### What you have to do
After locating the line with "pub use error::TransportError;", reproduce that line and every one following it exactly, up to the end of the entries.

★ ★ ★ ★

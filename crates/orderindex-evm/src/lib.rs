//! orderindex-evm: EVM side of OrderIndex.
//!
//! - [`rpc`] / [`http`]: JSON-RPC 2.0 wire types and a retrying HTTP transport
//! - [`abi`]: topic hashes, event decoding and getter calls for the order-book contract
//! - [`reader`]: [`ChainReader`](orderindex_core::ChainReader) over any transport
//! - [`ws`]: `eth_subscribe("logs")` backed [`LogSubscriber`](orderindex_core::LogSubscriber)
//! - [`builder`]: fluent assembly of a ready-to-run controller

pub mod abi;
pub mod builder;
pub mod error;
pub mod http;
pub mod reader;
pub mod rpc;
pub mod ws;

pub use abi::ContractAbi;
pub use builder::IndexerBuilder;
pub use error::TransportError;
pub use http::{HttpClientConfig, HttpRpcClient};
pub use reader::{EvmChainReader, RawLog};
pub use rpc::{JsonRpcError, JsonRpcRequest, JsonRpcResponse, RpcId, RpcTransport};
pub use ws::WsLogSubscriber;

★ ★ ★ ★

### Exercise answer
pub use error::TransportError;
pub use http::{HttpClientConfig, HttpRpcClient};
pub use reader::{EvmChainReader, RawLog};
pub use rpc::{JsonRpcError, JsonRpcRequest, JsonRpcResponse, RpcId, RpcTransport};
pub use ws::WsLogSubscriber;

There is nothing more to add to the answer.